Data analysis will be conducted using SPSS version 24 (SPSS Inc., Chicago, IL, USA). The normality of variables will be evaluated using Kolmogorov- Smirnov test. Qualitative and quantitative variables will be presented as numbers (percentages) and mean ± Standard Deviation (SD) or medians with interquartile ranges, respectively. Then, the Chi-Squared test will be used to compare the qualitative variables between two groups. In addition, the variables with normal distribution will be compared between and within the groups using the independent sample t-test and the paired sample t-test, respectively. However, in order to compare the variables with non-normal distribution between and within the groups, Mann-Whitney test and Wilcoxon test will be applied, respectively. To control the confounding variables, analysis of covariance (ANCOVA) will be used to examine the differences in post-intervention values between the two groups while adjusting for the baseline values and covariates. A p-value of < 0.05 will be considered as the statistically significant level.

Discussion

Nonalcoholic fatty liver disease is one of the most common chronic liver diseases with an increasing prevalence throughout the world. Since no certain therapy has been found for NAFLD yet, determination of new and effective treatments is one of the substantial challenges of the current researchers. Recently, studies indicated that anthocyanins had some impacts on NAFLD. In addition, the protective effects of cornelian cherry fruit extract, as an anthocyanins-rich source, on liver were reported in animal studies. However, very few clinical trials investigated the impact of anthocyanins on NAFLD and we are faced with paucity of information on the disease and its main limitations.
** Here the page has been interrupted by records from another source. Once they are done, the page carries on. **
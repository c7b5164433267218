//! Result hint handlers.
//!
//! After fetch composition every hint declared on a query is offered to the
//! registered handlers in ascending priority order. A handler that declares
//! itself exclusive stops the remaining handlers for that hint.

use serde_json::Value;
use std::sync::Arc;
use tracing::debug;

use crate::error::{QueryError, Result};
use crate::model::QueryHint;
use crate::param::ParameterType;
use crate::querier::Querier;
use crate::types::{QueryParameter, Record};
use crate::value;

pub const MASK_HINT: &str = "mask";
pub const FIELD_CONVERT_HINT: &str = "result-field-convert";

const DEFAULT_MASK: &str = "***";

/// Result a hint handler works on
pub enum HintTarget<'a> {
    /// Row-shaped results of get/select/page/forward/stream
    Records(&'a mut Vec<Record>),
    /// Native response of search/aggregate
    Native(&'a mut Value),
}

impl HintTarget<'_> {
    /// Visit every record-shaped object in the target
    pub fn for_each_record(&mut self, mut f: impl FnMut(&mut Record) -> Result<()>) -> Result<()> {
        match self {
            HintTarget::Records(records) => records.iter_mut().try_for_each(f),
            HintTarget::Native(value) => match &mut **value {
                Value::Object(record) => f(record),
                Value::Array(items) => items.iter_mut().try_for_each(|item| match item {
                    Value::Object(record) => f(record),
                    _ => Ok(()),
                }),
                _ => Ok(()),
            },
        }
    }
}

/// Post-processor for results carrying a given hint key
pub trait ResultHintHandler: Send + Sync {
    fn can_handle(&self, result_type: &str, hint: &QueryHint) -> bool;

    /// Lower values run first
    fn priority(&self) -> i32 {
        0
    }

    /// Whether later handlers for the same hint are skipped
    fn exclusive(&self) -> bool {
        false
    }

    fn handle(
        &self,
        hint: &QueryHint,
        parameter: &QueryParameter,
        target: &mut HintTarget<'_>,
    ) -> Result<()>;
}

/// Ordered set of hint handlers
#[derive(Clone, Default)]
pub struct HintRegistry {
    handlers: Vec<Arc<dyn ResultHintHandler>>,
}

impl HintRegistry {
    pub fn new() -> Self {
        Self::default()
    }

    /// Registry with the `mask` and `result-field-convert` handlers
    pub fn with_defaults() -> Self {
        let mut registry = Self::new();
        registry.register(Arc::new(MaskHintHandler));
        registry.register(Arc::new(FieldConvertHintHandler));
        registry
    }

    pub fn register(&mut self, handler: Arc<dyn ResultHintHandler>) {
        self.handlers.push(handler);
        self.handlers.sort_by_key(|h| h.priority());
    }

    pub fn len(&self) -> usize {
        self.handlers.len()
    }

    pub fn is_empty(&self) -> bool {
        self.handlers.is_empty()
    }

    /// Apply every hint of a querier to its result
    pub fn apply(&self, querier: &Querier, target: &mut HintTarget<'_>) -> Result<()> {
        for hint in querier.hints() {
            for handler in self
                .handlers
                .iter()
                .filter(|h| h.can_handle(querier.result_type(), hint))
            {
                handler
                    .handle(hint, querier.parameter(), target)
                    .map_err(|e| match e {
                        e @ QueryError::Hint { .. } => e,
                        other => QueryError::Hint {
                            query: querier.name(),
                            key: hint.key.clone(),
                            message: other.to_string(),
                        },
                    })?;
                if handler.exclusive() {
                    debug!(
                        "Exclusive handler consumed hint {} for {}",
                        hint.key,
                        querier.name()
                    );
                    break;
                }
            }
        }
        Ok(())
    }

    pub fn apply_records(&self, querier: &Querier, records: &mut Vec<Record>) -> Result<()> {
        if querier.hints().is_empty() {
            return Ok(());
        }
        self.apply(querier, &mut HintTarget::Records(records))
    }

    pub fn apply_native(&self, querier: &Querier, value: &mut Value) -> Result<()> {
        if querier.hints().is_empty() {
            return Ok(());
        }
        self.apply(querier, &mut HintTarget::Native(value))
    }
}

/// Replaces the `field` paths of every record with `with` (default `***`)
pub struct MaskHintHandler;

impl ResultHintHandler for MaskHintHandler {
    fn can_handle(&self, _result_type: &str, hint: &QueryHint) -> bool {
        hint.key == MASK_HINT
    }

    fn exclusive(&self) -> bool {
        true
    }

    fn handle(
        &self,
        hint: &QueryHint,
        _parameter: &QueryParameter,
        target: &mut HintTarget<'_>,
    ) -> Result<()> {
        let replacement = match hint.parameters.get("with").and_then(|p| p.first()) {
            Some(p) => p.typed_value().map_err(QueryError::invalid_configuration)?,
            None => Value::String(DEFAULT_MASK.to_string()),
        };
        let fields = hint.values("field");

        target.for_each_record(|record| {
            for field in &fields {
                if value::resolve_in_record(record, field).is_some() {
                    value::set_path(record, field, replacement.clone());
                }
            }
            Ok(())
        })
    }
}

/// Coerces result fields: `field`/`type` parameters are read pairwise
pub struct FieldConvertHintHandler;

impl ResultHintHandler for FieldConvertHintHandler {
    fn can_handle(&self, _result_type: &str, hint: &QueryHint) -> bool {
        hint.key == FIELD_CONVERT_HINT
    }

    fn priority(&self) -> i32 {
        100
    }

    fn handle(
        &self,
        hint: &QueryHint,
        _parameter: &QueryParameter,
        target: &mut HintTarget<'_>,
    ) -> Result<()> {
        let fields = hint.values("field");
        let types = hint.values("type");
        if fields.len() != types.len() {
            return Err(QueryError::invalid_configuration(format!(
                "{} fields but {} types",
                fields.len(),
                types.len()
            )));
        }
        let conversions = fields
            .into_iter()
            .zip(types)
            .map(|(field, ty)| {
                ty.parse::<ParameterType>()
                    .map(|ty| (field, ty))
                    .map_err(QueryError::invalid_configuration)
            })
            .collect::<Result<Vec<_>>>()?;

        target.for_each_record(|record| {
            for (field, ty) in &conversions {
                if let Some(current) = value::resolve_in_record(record, field) {
                    let converted = ty.coerce(&current).map_err(|e| {
                        QueryError::Serialization(format!("field '{}': {}", field, e))
                    })?;
                    value::set_path(record, field, converted);
                }
            }
            Ok(())
        })
    }
}

#[cfg(test)]
mod tests {
    use super::*;
    use crate::mapping::QueryMappingService;
    use crate::model::{HintParameter, Query, Script};
    use crate::querier::QuerierCache;
    use crate::script::{BindStyle, RendererRegistry};
    use serde_json::json;

    fn querier(query: Query) -> Querier {
        let name = query.versioned_name();
        let mappings = Arc::new(QueryMappingService::from_queries(vec![query]).unwrap());
        let cache = QuerierCache::new(
            mappings,
            Arc::new(RendererRegistry::with_defaults()),
            BindStyle::Inline,
        );
        cache.resolve(&name, &QueryParameter::new()).unwrap()
    }

    fn records(value: Value) -> Vec<Record> {
        serde_json::from_value(value).unwrap()
    }

    #[test]
    fn test_mask_nested_fields() {
        let q = querier(
            Query::new("people", Script::template("x")).with_hint(
                QueryHint::new(MASK_HINT)
                    .with_parameter("field", HintParameter::new("email"))
                    .with_parameter("field", HintParameter::new("card.number")),
            ),
        );
        let mut rows = records(json!([
            {"email": "a@b.c", "card": {"number": "4111"}},
            {"name": "no email"}
        ]));

        HintRegistry::with_defaults().apply_records(&q, &mut rows).unwrap();
        assert_eq!(
            rows,
            records(json!([
                {"email": "***", "card": {"number": "***"}},
                {"name": "no email"}
            ]))
        );
    }

    #[test]
    fn test_field_convert() {
        let q = querier(
            Query::new("orders", Script::template("x")).with_hint(
                QueryHint::new(FIELD_CONVERT_HINT)
                    .with_parameter("field", HintParameter::new("total"))
                    .with_parameter("type", HintParameter::new("decimal"))
                    .with_parameter("field", HintParameter::new("placed"))
                    .with_parameter("type", HintParameter::new("date")),
            ),
        );
        let mut rows = records(json!([{"total": "12.5", "placed": "2024-05-01T08:00:00Z"}]));
        HintRegistry::with_defaults().apply_records(&q, &mut rows).unwrap();
        assert_eq!(rows, records(json!([{"total": 12.5, "placed": "2024-05-01"}])));
    }

    #[test]
    fn test_handler_failure_is_tagged() {
        let q = querier(
            Query::new("orders", Script::template("x")).with_hint(
                QueryHint::new(FIELD_CONVERT_HINT)
                    .with_parameter("field", HintParameter::new("total"))
                    .with_parameter("type", HintParameter::new("long")),
            ),
        );
        let mut rows = records(json!([{"total": "many"}]));
        let err = HintRegistry::with_defaults()
            .apply_records(&q, &mut rows)
            .unwrap_err();
        assert!(
            matches!(err, QueryError::Hint { ref query, ref key, .. } if query == "orders" && key == FIELD_CONVERT_HINT)
        );
    }

    #[test]
    fn test_native_targets() {
        let q = querier(
            Query::new("search", Script::template("x"))
                .with_hint(QueryHint::new(MASK_HINT).with_parameter("field", HintParameter::new("secret"))),
        );
        let mut value = json!([{"secret": 1}, {"secret": 2}, 3]);
        HintRegistry::with_defaults().apply_native(&q, &mut value).unwrap();
        assert_eq!(value, json!([{"secret": "***"}, {"secret": "***"}, 3]));
    }

    /// Writes the hint's script code into a `label` field
    struct LabelHandler;

    impl ResultHintHandler for LabelHandler {
        fn can_handle(&self, _result_type: &str, hint: &QueryHint) -> bool {
            hint.key == "label"
        }

        fn handle(
            &self,
            hint: &QueryHint,
            _parameter: &QueryParameter,
            target: &mut HintTarget<'_>,
        ) -> Result<()> {
            let script = hint.script.as_ref().ok_or_else(|| {
                QueryError::invalid_configuration("label hint needs a script")
            })?;
            target.for_each_record(|record| {
                record.insert("label".into(), Value::String(script.code.clone()));
                Ok(())
            })
        }
    }

    #[test]
    fn test_handler_reads_hint_script() {
        let q = querier(Query::new("orders", Script::template("x")).with_hint(
            QueryHint::new("label").with_script(Script::new("plain", "priority")),
        ));
        let mut registry = HintRegistry::new();
        registry.register(Arc::new(LabelHandler));

        let mut rows = records(json!([{"id": 1}]));
        registry.apply_records(&q, &mut rows).unwrap();
        assert_eq!(rows, records(json!([{"id": 1, "label": "priority"}])));

        let bare =
            querier(Query::new("orders", Script::template("x")).with_hint(QueryHint::new("label")));
        let err = registry.apply_records(&bare, &mut rows).unwrap_err();
        assert!(matches!(err, QueryError::Hint { ref key, .. } if key == "label"));
    }
}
Therefore, further clinical trials with a more comprehensive assessment of important variables related to NAFLD are needed to evaluate the impact of anthocyanins on patients with NAFLD. Therefore, we will examine the effect of supplementation with total anthocyanin-base standardized cornelian cherry fruit extract on liver function, TNF-α, MDA, and adiponectin in NAFLD patients. The findings of this study can provide new information over the impact of total anthocyanin-base standardized cornelian cherry fruit extract, as an anthocyanins-rich source, on NAFLD. It also paves the way to discover new approaches for treatment of the disease.